- [Instructions to follow] Using the records below, find every line that includes "Option" and copy it.

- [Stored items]

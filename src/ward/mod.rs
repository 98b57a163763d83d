//! Ward validation: the project-wide correctness gate and its recovery loop.
//!
//! [`WardValidator::validate`] runs the gate command; a clean exit is the
//! sole success signal. [`WardValidator::handle_failure`] is the system's
//! only retry policy: a bounded loop that spawns the spiritmender agent
//! against the failing gate with an escalating strategy hint, at most
//! [`MAX_SPIRITMENDER_ATTEMPTS`] times per scope (a task id, or `"global"`
//! for phase-wide failures). Exhausting the budget blocks the quest and
//! surfaces a typed error that unwinds to the top level - a blocked quest
//! needs a human.

pub mod log;

use anyhow::{Context, Result};
use async_trait::async_trait;
use std::path::PathBuf;
use std::process::Stdio;
use tokio::process::Command;
use tracing::{error, info};

use crate::agents::AgentSpawner;
use crate::config::Config;
use crate::errors::QuestError;
use crate::model::{AgentKind, SpawnContext, GLOBAL_SCOPE};
use crate::quests::QuestManager;

pub use log::WardLog;

pub const MAX_SPIRITMENDER_ATTEMPTS: u32 = 3;

/// Outcome of one gate run.
#[derive(Debug, Clone)]
pub struct WardValidationResult {
    pub success: bool,
    pub errors: Option<String>,
}

impl WardValidationResult {
    pub fn pass() -> Self {
        Self {
            success: true,
            errors: None,
        }
    }

    pub fn fail(errors: impl Into<String>) -> Self {
        Self {
            success: false,
            errors: Some(errors.into()),
        }
    }
}

/// The validation gate itself, injectable so the retry loop is testable
/// without a real subprocess.
#[async_trait]
pub trait WardGate: Send + Sync {
    async fn check(&self) -> Result<WardValidationResult>;
}

/// Gate backed by the project's configured ward command.
pub struct CommandGate {
    command: String,
    working_dir: PathBuf,
}

impl CommandGate {
    pub fn new(command: String, working_dir: PathBuf) -> Self {
        Self {
            command,
            working_dir,
        }
    }
}

#[async_trait]
impl WardGate for CommandGate {
    async fn check(&self) -> Result<WardValidationResult> {
        let mut parts = self.command.split_whitespace();
        let Some(program) = parts.next() else {
            anyhow::bail!("Ward command is empty");
        };

        let output = Command::new(program)
            .args(parts)
            .current_dir(&self.working_dir)
            .stdout(Stdio::piped())
            .stderr(Stdio::piped())
            .output()
            .await
            .with_context(|| format!("Failed to run ward command: {}", self.command))?;

        if output.status.success() {
            Ok(WardValidationResult::pass())
        } else {
            let stderr = String::from_utf8_lossy(&output.stderr);
            let errors = if stderr.trim().is_empty() {
                String::from_utf8_lossy(&output.stdout).trim().to_string()
            } else {
                stderr.trim().to_string()
            };
            Ok(WardValidationResult::fail(errors))
        }
    }
}

pub struct WardValidator {
    gate: Box<dyn WardGate>,
    log: WardLog,
    working_dir: PathBuf,
}

impl WardValidator {
    pub fn from_config(config: &Config) -> Self {
        Self {
            gate: Box::new(CommandGate::new(
                config.ward_cmd.clone(),
                config.project_dir.clone(),
            )),
            log: WardLog::new(config.quest_root.join("active")),
            working_dir: config.project_dir.clone(),
        }
    }

    pub fn with_gate(gate: Box<dyn WardGate>, log: WardLog, working_dir: PathBuf) -> Self {
        Self {
            gate,
            log,
            working_dir,
        }
    }

    /// Run the validation gate once.
    pub async fn validate(&self) -> Result<WardValidationResult> {
        info!("running ward validation");
        let result = self.gate.check().await?;
        if !result.success {
            error!(
                "ward failed: {}",
                result.errors.as_deref().unwrap_or("(no error output)")
            );
        }
        Ok(result)
    }

    /// Bounded recovery loop for a failed validation, keyed by scope.
    ///
    /// Each iteration re-resolves the persisted attempt count, so budgets
    /// survive process restarts and two failing tasks each get their own
    /// three attempts while global (review-phase) failures track separately.
    pub async fn handle_failure(
        &self,
        folder: &str,
        errors: &str,
        spawner: &dyn AgentSpawner,
        manager: &dyn QuestManager,
        task_scope: Option<&str>,
    ) -> Result<()> {
        let scope = task_scope.unwrap_or(GLOBAL_SCOPE);
        error!(scope = %scope, "ward validation failed");

        let mut errors = errors.to_string();
        for _ in 0..MAX_SPIRITMENDER_ATTEMPTS {
            let quest = manager.latest(folder)?;
            let current = quest
                .spiritmender_attempts
                .get(scope)
                .copied()
                .unwrap_or(0);
            if current >= MAX_SPIRITMENDER_ATTEMPTS {
                return self.block_quest(folder, scope, manager);
            }

            let attempt = current + 1;
            self.log.append(folder, scope, attempt, &errors)?;

            let previous_errors = quest
                .spiritmender_errors
                .get(scope)
                .cloned()
                .unwrap_or_default();

            info!(
                scope = %scope,
                "spawning spiritmender (attempt {}/{})",
                attempt,
                MAX_SPIRITMENDER_ATTEMPTS
            );
            let ctx = SpawnContext {
                quest_folder: folder.to_string(),
                report_number: manager.next_report_number(folder)?,
                working_directory: self.working_dir.clone(),
                additional_context: serde_json::json!({
                    "errors": errors,
                    "attempt_number": attempt,
                    "previous_errors": previous_errors,
                    "attempt_strategy": attempt_strategy(attempt),
                    "task_scope": scope,
                }),
            };
            spawner.spawn_and_wait(AgentKind::Spiritmender, ctx).await?;

            // Reload before recording: the agent may have mutated the quest
            let mut quest = manager.latest(folder)?;
            quest.spiritmender_attempts.insert(scope.to_string(), attempt);
            quest
                .spiritmender_errors
                .entry(scope.to_string())
                .or_default()
                .push(errors.clone());
            manager.save_quest(&quest)?;

            let check = self.validate().await?;
            if check.success {
                self.log.clear_scope(folder, scope)?;
                info!(scope = %scope, "ward validation passed after attempt {}", attempt);
                return Ok(());
            }

            error!(
                scope = %scope,
                "spiritmender attempt {} could not fix all errors",
                attempt
            );
            if attempt >= MAX_SPIRITMENDER_ATTEMPTS {
                return self.block_quest(folder, scope, manager);
            }
            errors = check.errors.unwrap_or_default();
        }

        // Only reachable when the scope entered with attempts already spent
        self.block_quest(folder, scope, manager)
    }

    fn block_quest(&self, folder: &str, scope: &str, manager: &dyn QuestManager) -> Result<()> {
        error!(
            scope = %scope,
            "maximum spiritmender attempts ({}) reached",
            MAX_SPIRITMENDER_ATTEMPTS
        );
        let mut quest = manager.latest(folder)?;
        quest.status = crate::model::QuestStatus::Blocked;
        manager.save_quest(&quest)?;
        Err(QuestError::SpiritmenderExhausted {
            scope: scope.to_string(),
            attempts: MAX_SPIRITMENDER_ATTEMPTS,
        }
        .into())
    }

    pub fn error_log(&self) -> &WardLog {
        &self.log
    }
}

/// Remediation strategy hint, escalating purely by attempt number.
pub fn attempt_strategy(attempt: u32) -> &'static str {
    match attempt {
        1 => "basic_fixes: focus on imports, syntax errors, and obvious type issues",
        2 => "deeper_analysis: analyze logic errors, test expectations, and component interactions",
        _ => "last_resort: reconsider the implementation approach and question assumptions",
    }
}
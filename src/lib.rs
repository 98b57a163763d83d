pub mod agents;
pub mod config;
pub mod errors;
pub mod model;
pub mod orchestrator;
pub mod phases;
pub mod quests;
pub mod tracker;
pub mod ward;

#[cfg(test)]
pub(crate) mod test_support;
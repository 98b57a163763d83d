//! Agent process lifecycle.
//!
//! The orchestration core only ever sees [`AgentSpawner::spawn_and_wait`]:
//! hand a role and a context to an external autonomous agent, suspend until
//! it finishes, get back its structured report. How the agent binary is
//! located and driven lives in [`spawner::ProcessSpawner`].

pub mod spawner;

use anyhow::Result;
use async_trait::async_trait;

use crate::model::{AgentKind, AgentReport, SpawnContext};

pub use spawner::ProcessSpawner;

/// Starts an external agent process and resolves with its report.
///
/// Contract: when `spawn_and_wait` returns, all file writes the agent made
/// are durable - the process has exited, so subsequent gate runs observe
/// its edits.
#[async_trait]
pub trait AgentSpawner: Send + Sync {
    async fn spawn_and_wait(&self, agent: AgentKind, ctx: SpawnContext) -> Result<AgentReport>;
}
use serde::{Deserialize, Serialize};

use crate::stride::Stride;
use crate::types::Foot;

/// How many recent strides per foot feed the fusion.
pub const FUSION_RECENT_STRIDES: usize = 5;

/// Strides at or below this length confidence are ignored.
pub const MIN_FUSION_CONFIDENCE: f64 = 0.5;

/// Confidence-weighted bilateral stride estimate. The zero value with an
/// empty source list is the "no qualifying data" sentinel.
#[derive(Debug, Clone, PartialEq, Default, Serialize, Deserialize)]
pub struct FusedStride {
    pub fused_stride_length_m: f64,
    pub fused_stride_time_ms: f64,
    pub confidence: f64,
    /// Feet that actually contributed.
    pub sources_used: Vec<Foot>,
}

/// Fuses the most recent confident strides of both feet. Stride length is
/// confidence-weighted across feet; stride time is a plain mean over every
/// qualifying stride; confidence is the mean of the per-foot confidences
/// used. Never fails: with nothing to fuse it returns the sentinel.
pub fn fuse_strides(left: &[Stride], right: &[Stride]) -> FusedStride {
    let mut weighted_length = 0.0;
    let mut weight_sum = 0.0;
    let mut confidence_sum = 0.0;
    let mut time_sum = 0.0;
    let mut time_count = 0usize;
    let mut sources_used = Vec::new();

    for (foot, strides) in [(Foot::Left, left), (Foot::Right, right)] {
        let recent: Vec<&Stride> = strides
            .iter()
            .rev()
            .take(FUSION_RECENT_STRIDES)
            .filter(|s| s.length_confidence > MIN_FUSION_CONFIDENCE)
            .collect();
        if recent.is_empty() {
            continue;
        }

        let mean_length = recent.iter().map(|s| s.length_m).sum::<f64>() / recent.len() as f64;
        let mean_confidence =
            recent.iter().map(|s| s.length_confidence).sum::<f64>() / recent.len() as f64;
        weighted_length += mean_length * mean_confidence;
        weight_sum += mean_confidence;
        confidence_sum += mean_confidence;
        time_sum += recent.iter().map(|s| s.duration_ms).sum::<f64>();
        time_count += recent.len();
        sources_used.push(foot);
    }

    if sources_used.is_empty() {
        return FusedStride::default();
    }

    FusedStride {
        fused_stride_length_m: weighted_length / weight_sum,
        fused_stride_time_ms: time_sum / time_count as f64,
        confidence: confidence_sum / sources_used.len() as f64,
        sources_used,
    }
}

#[cfg(test)]
mod tests {
    use super::*;
    use approx::assert_relative_eq;

    fn stride(foot: Foot, duration_ms: f64, length_m: f64, confidence: f64) -> Stride {
        Stride {
            foot,
            start_ms: 0.0,
            end_ms: duration_ms,
            duration_ms,
            stance_ms: duration_ms * 0.6,
            swing_ms: duration_ms * 0.4,
            length_m,
            length_confidence: confidence,
        }
    }

    #[test]
    fn no_data_yields_sentinel() {
        let fused = fuse_strides(&[], &[]);
        assert_eq!(fused, FusedStride::default());
        assert!(fused.sources_used.is_empty());
    }

    #[test]
    fn low_confidence_strides_never_contribute() {
        let left = vec![stride(Foot::Left, 1000.0, 1.2, 0.3)];
        let fused = fuse_strides(&left, &[]);
        assert!(fused.sources_used.is_empty());
        assert_relative_eq!(fused.fused_stride_length_m, 0.0);
    }

    #[test]
    fn single_foot_fusion() {
        let left = vec![
            stride(Foot::Left, 1000.0, 1.0, 0.8),
            stride(Foot::Left, 1100.0, 1.2, 0.8),
        ];
        let fused = fuse_strides(&left, &[]);
        assert_eq!(fused.sources_used, vec![Foot::Left]);
        assert_relative_eq!(fused.fused_stride_length_m, 1.1);
        assert_relative_eq!(fused.fused_stride_time_ms, 1050.0);
        assert_relative_eq!(fused.confidence, 0.8);
    }

    #[test]
    fn bilateral_fusion_weights_by_confidence() {
        let left = vec![stride(Foot::Left, 1000.0, 1.0, 0.9)];
        let right = vec![stride(Foot::Right, 1000.0, 2.0, 0.6)];
        let fused = fuse_strides(&left, &right);
        assert_eq!(fused.sources_used, vec![Foot::Left, Foot::Right]);
        // (1.0*0.9 + 2.0*0.6) / 1.5 = 1.4: pulled toward the trusted foot.
        assert_relative_eq!(fused.fused_stride_length_m, 1.4);
        assert_relative_eq!(fused.confidence, 0.75);
    }

    #[test]
    fn only_recent_strides_are_considered() {
        let mut left: Vec<Stride> = (0..10)
            .map(|_| stride(Foot::Left, 1000.0, 0.5, 0.9))
            .enumerate()
            .map(|(i, mut s)| {
                s.end_ms = (i + 1) as f64 * 1000.0;
                s
            })
            .collect();
        // Five newest strides have a different length.
        for s in left.iter_mut().skip(5) {
            s.length_m = 1.5;
        }
        let fused = fuse_strides(&left, &[]);
        assert_relative_eq!(fused.fused_stride_length_m, 1.5);
    }
}
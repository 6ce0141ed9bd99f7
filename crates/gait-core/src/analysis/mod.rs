pub mod dfa;
pub mod fusion;
pub mod step_width;

pub use dfa::{compute_dfa, DfaResult, MIN_DFA_SAMPLES};
pub use fusion::{fuse_strides, FusedStride, FUSION_RECENT_STRIDES, MIN_FUSION_CONFIDENCE};
pub use step_width::{
    estimate_step_width, StepWidthEstimate, StepWidthMethod, STEP_WIDTH_WINDOW,
};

- [Response to this exercise]
    pub errors: Option<String>,
        task_scope: Option<&str>,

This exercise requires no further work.